[Collected data]

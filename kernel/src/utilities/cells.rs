// Licensed under the Apache License, Version 2.0 or the MIT License.
// SPDX-License-Identifier: Apache-2.0 OR MIT
// Copyright Tock Contributors 2022.

//! The Tock `Cell` types.
//!
//! Capsules are shared through `&` references, so every piece of mutable state
//! they hold lives in one of these cells. None of them can panic: an access
//! to a value that is currently taken simply yields `None`.
//!
//! To use `TakeCell`, for example, users should use:
//!
//!     use kernel::utilities::cells::TakeCell;

use core::cell::Cell;

/// `OptionalCell` is a `Cell` that wraps an `Option`, for `Copy` values such
/// as client references.
pub struct OptionalCell<T: Copy> {
    value: Cell<Option<T>>,
}

impl<T: Copy> OptionalCell<T> {
    /// Create a new OptionalCell.
    pub const fn new(val: T) -> OptionalCell<T> {
        OptionalCell {
            value: Cell::new(Some(val)),
        }
    }

    /// Create an empty `OptionalCell` (contains just `None`).
    pub const fn empty() -> OptionalCell<T> {
        OptionalCell {
            value: Cell::new(None),
        }
    }

    /// Update the stored value.
    pub fn set(&self, val: T) {
        self.value.set(Some(val));
    }

    /// Insert the value of the supplied `Option`, or clear the cell if it is
    /// `None`.
    pub fn insert(&self, opt: Option<T>) {
        self.value.set(opt);
    }

    /// Replace the contents with the supplied value, returning the previous
    /// contents.
    pub fn replace(&self, val: T) -> Option<T> {
        self.value.replace(Some(val))
    }

    /// Reset the stored value to `None`.
    pub fn clear(&self) {
        self.value.set(None);
    }

    pub fn is_some(&self) -> bool {
        self.value.get().is_some()
    }

    pub fn is_none(&self) -> bool {
        self.value.get().is_none()
    }

    /// Return a copy of the contained `Option`.
    pub fn get(&self) -> Option<T> {
        self.value.get()
    }

    /// Take the value out, leaving the cell empty.
    pub fn take(&self) -> Option<T> {
        self.value.take()
    }

    pub fn unwrap_or(&self, default: T) -> T {
        self.value.get().unwrap_or(default)
    }

    /// Call `closure` on a copy of the value if there is one.
    pub fn map<F, R>(&self, closure: F) -> Option<R>
    where
        F: FnOnce(T) -> R,
    {
        self.value.get().map(closure)
    }

    pub fn map_or<F, R>(&self, default: R, closure: F) -> R
    where
        F: FnOnce(T) -> R,
    {
        self.value.get().map_or(default, closure)
    }
}

/// A shared reference to a mutable reference.
///
/// A `TakeCell` wraps a reference to mutable memory (usually a buffer) that may
/// or may not be available at a given point. Clients either move the
/// reference out of the cell or operate on it within a closure.
pub struct TakeCell<'a, T: 'a + ?Sized> {
    val: Cell<Option<&'a mut T>>,
}

impl<'a, T: ?Sized> TakeCell<'a, T> {
    pub const fn empty() -> TakeCell<'a, T> {
        TakeCell {
            val: Cell::new(None),
        }
    }

    /// Creates a new `TakeCell` containing `value`
    pub const fn new(value: &'a mut T) -> TakeCell<'a, T> {
        TakeCell {
            val: Cell::new(Some(value)),
        }
    }

    pub fn is_none(&self) -> bool {
        let inner = self.take();
        let none = inner.is_none();
        self.val.set(inner);
        none
    }

    pub fn is_some(&self) -> bool {
        !self.is_none()
    }

    /// Takes the mutable reference out of the `TakeCell` leaving a `None` in
    /// its place.
    pub fn take(&self) -> Option<&'a mut T> {
        self.val.replace(None)
    }

    /// Replaces the contents of the `TakeCell` with `val`, returning the
    /// previous contents.
    pub fn replace(&self, val: &'a mut T) -> Option<&'a mut T> {
        self.val.replace(Some(val))
    }

    /// Borrow the contents for the duration of `closure` if they are not
    /// taken. The cell holds the same reference afterwards.
    pub fn map<F, R>(&self, closure: F) -> Option<R>
    where
        F: FnOnce(&mut T) -> R,
    {
        self.take().map(|val| {
            let res = closure(&mut *val);
            self.replace(val);
            res
        })
    }

    pub fn map_or<F, R>(&self, default: R, closure: F) -> R
    where
        F: FnOnce(&mut T) -> R,
    {
        self.map(closure).unwrap_or(default)
    }
}

/// A mutable memory location that enforces borrow rules at runtime without
/// possible panics.
///
/// Think of a `MapCell` as an `Option` wrapped in a `RefCell`: a borrow that
/// would conflict returns `None` instead of panicking.
pub struct MapCell<T> {
    val: Cell<Option<T>>,
}

impl<T> MapCell<T> {
    pub const fn empty() -> MapCell<T> {
        MapCell {
            val: Cell::new(None),
        }
    }

    /// Creates a new `MapCell` containing `value`
    pub const fn new(value: T) -> MapCell<T> {
        MapCell {
            val: Cell::new(Some(value)),
        }
    }

    pub fn is_some(&self) -> bool {
        let inner = self.val.take();
        let some = inner.is_some();
        self.val.set(inner);
        some
    }

    pub fn is_none(&self) -> bool {
        !self.is_some()
    }

    pub fn take(&self) -> Option<T> {
        self.val.take()
    }

    pub fn put(&self, val: T) {
        self.val.set(Some(val));
    }

    pub fn replace(&self, val: T) -> Option<T> {
        self.val.replace(Some(val))
    }

    /// Borrow the contents for the duration of `closure`. While the closure
    /// runs the cell is empty, so a nested `map` returns `None`.
    pub fn map<F, R>(&self, closure: F) -> Option<R>
    where
        F: FnOnce(&mut T) -> R,
    {
        self.val.take().map(|mut val| {
            let res = closure(&mut val);
            self.val.set(Some(val));
            res
        })
    }

    pub fn map_or<F, R>(&self, default: R, closure: F) -> R
    where
        F: FnOnce(&mut T) -> R,
    {
        self.map(closure).unwrap_or(default)
    }
}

ABOUT THIS EXERCISE ::
The entries above are to be retyped exactly.

ANSWER BOX ::
filename kernel/src/utilities/cells.rs
// Licensed under the Apache License, Version 2.0 or the MIT License.
// SPDX-License-Identifier: Apache-2.0 OR MIT
// Copyright Tock Contributors 2022.

//! The Tock `Cell` types.
//!
//! Capsules are shared through `&` references, so every piece of mutable state
//! they hold lives in one of these cells. None of them can panic: an access
//! to a value that is currently taken simply yields `None`.
//!
//! To use `TakeCell`, for example, users should use:
//!
//!     use kernel::utilities::cells::TakeCell;

use core::cell::Cell;

/// `OptionalCell` is a `Cell` that wraps an `Option`, for `Copy` values such
/// as client references.
pub struct OptionalCell<T: Copy> {
    value: Cell<Option<T>>,
}

impl<T: Copy> OptionalCell<T> {
    /// Create a new OptionalCell.
    pub const fn new(val: T) -> OptionalCell<T> {
        OptionalCell {
            value: Cell::new(Some(val)),
        }
    }

    /// Create an empty `OptionalCell` (contains just `None`).
    pub const fn empty() -> OptionalCell<T> {
        OptionalCell {
            value: Cell::new(None),
        }
    }

    /// Update the stored value.
    pub fn set(&self, val: T) {
        self.value.set(Some(val));
    }

    /// Insert the value of the supplied `Option`, or clear the cell if it is
    /// `None`.
    pub fn insert(&self, opt: Option<T>) {
        self.value.set(opt);
    }

    /// Replace the contents with the supplied value, returning the previous
    /// contents.
    pub fn replace(&self, val: T) -> Option<T> {
        self.value.replace(Some(val))
    }

    /// Reset the stored value to `None`.
    pub fn clear(&self) {
        self.value.set(None);
    }

    pub fn is_some(&self) -> bool {
        self.value.get().is_some()
    }

    pub fn is_none(&self) -> bool {
        self.value.get().is_none()
    }

    /// Return a copy of the contained `Option`.
    pub fn get(&self) -> Option<T> {
        self.value.get()
    }

    /// Take the value out, leaving the cell empty.
    pub fn take(&self) -> Option<T> {
        self.value.take()
    }

    pub fn unwrap_or(&self, default: T) -> T {
        self.value.get().unwrap_or(default)
    }

    /// Call `closure` on a copy of the value if there is one.
    pub fn map<F, R>(&self, closure: F) -> Option<R>
    where
        F: FnOnce(T) -> R,
    {
        self.value.get().map(closure)
    }

    pub fn map_or<F, R>(&self, default: R, closure: F) -> R
    where
        F: FnOnce(T) -> R,
    {
        self.value.get().map_or(default, closure)
    }
}

/// A shared reference to a mutable reference.
///
/// A `TakeCell` wraps a reference to mutable memory (usually a buffer) that may
/// or may not be available at a given point. Clients either move the
/// reference out of the cell or operate on it within a closure.
pub struct TakeCell<'a, T: 'a + ?Sized> {
    val: Cell<Option<&'a mut T>>,
}

impl<'a, T: ?Sized> TakeCell<'a, T> {
    pub const fn empty() -> TakeCell<'a, T> {
        TakeCell {
            val: Cell::new(None),
        }
    }

    /// Creates a new `TakeCell` containing `value`
    pub const fn new(value: &'a mut T) -> TakeCell<'a, T> {
        TakeCell {
            val: Cell::new(Some(value)),
        }
    }

    pub fn is_none(&self) -> bool {
        let inner = self.take();
        let none = inner.is_none();
        self.val.set(inner);
        none
    }

    pub fn is_some(&self) -> bool {
        !self.is_none()
    }

    /// Takes the mutable reference out of the `TakeCell` leaving a `None` in
    /// its place.
    pub fn take(&self) -> Option<&'a mut T> {
        self.val.replace(None)
    }

    /// Replaces the contents of the `TakeCell` with `val`, returning the
    /// previous contents.
    pub fn replace(&self, val: &'a mut T) -> Option<&'a mut T> {
        self.val.replace(Some(val))
    }

    /// Borrow the contents for the duration of `closure` if they are not
    /// taken. The cell holds the same reference afterwards.
    pub fn map<F, R>(&self, closure: F) -> Option<R>
    where
        F: FnOnce(&mut T) -> R,
    {
        self.take().map(|val| {
            let res = closure(&mut *val);
            self.replace(val);
            res
        })
    }

    pub fn map_or<F, R>(&self, default: R, closure: F) -> R
    where
        F: FnOnce(&mut T) -> R,
    {
        self.map(closure).unwrap_or(default)
    }
}

/// A mutable memory location that enforces borrow rules at runtime without
/// possible panics.
///
/// Think of a `MapCell` as an `Option` wrapped in a `RefCell`: a borrow that
/// would conflict returns `None` instead of panicking.
pub struct MapCell<T> {
    val: Cell<Option<T>>,
}

impl<T> MapCell<T> {
    pub const fn empty() -> MapCell<T> {
        MapCell {
            val: Cell::new(None),
        }
    }

    /// Creates a new `MapCell` containing `value`
    pub const fn new(value: T) -> MapCell<T> {
        MapCell {
            val: Cell::new(Some(value)),
        }
    }

    pub fn is_some(&self) -> bool {
        let inner = self.val.take();
        let some = inner.is_some();
        self.val.set(inner);
        some
    }

    pub fn is_none(&self) -> bool {
        !self.is_some()
    }

    pub fn take(&self) -> Option<T> {
        self.val.take()
    }

    pub fn put(&self, val: T) {
        self.val.set(Some(val));
    }

    pub fn replace(&self, val: T) -> Option<T> {
        self.val.replace(Some(val))
    }

    /// Borrow the contents for the duration of `closure`. While the closure
    /// runs the cell is empty, so a nested `map` returns `None`.
    pub fn map<F, R>(&self, closure: F) -> Option<R>
    where
        F: FnOnce(&mut T) -> R,
    {
        self.val.take().map(|mut val| {
            let res = closure(&mut val);
            self.val.set(Some(val));
            res
        })
    }

    pub fn map_or<F, R>(&self, default: R, closure: F) -> R
    where
        F: FnOnce(&mut T) -> R,
    {
        self.map(closure).unwrap_or(default)
    }
}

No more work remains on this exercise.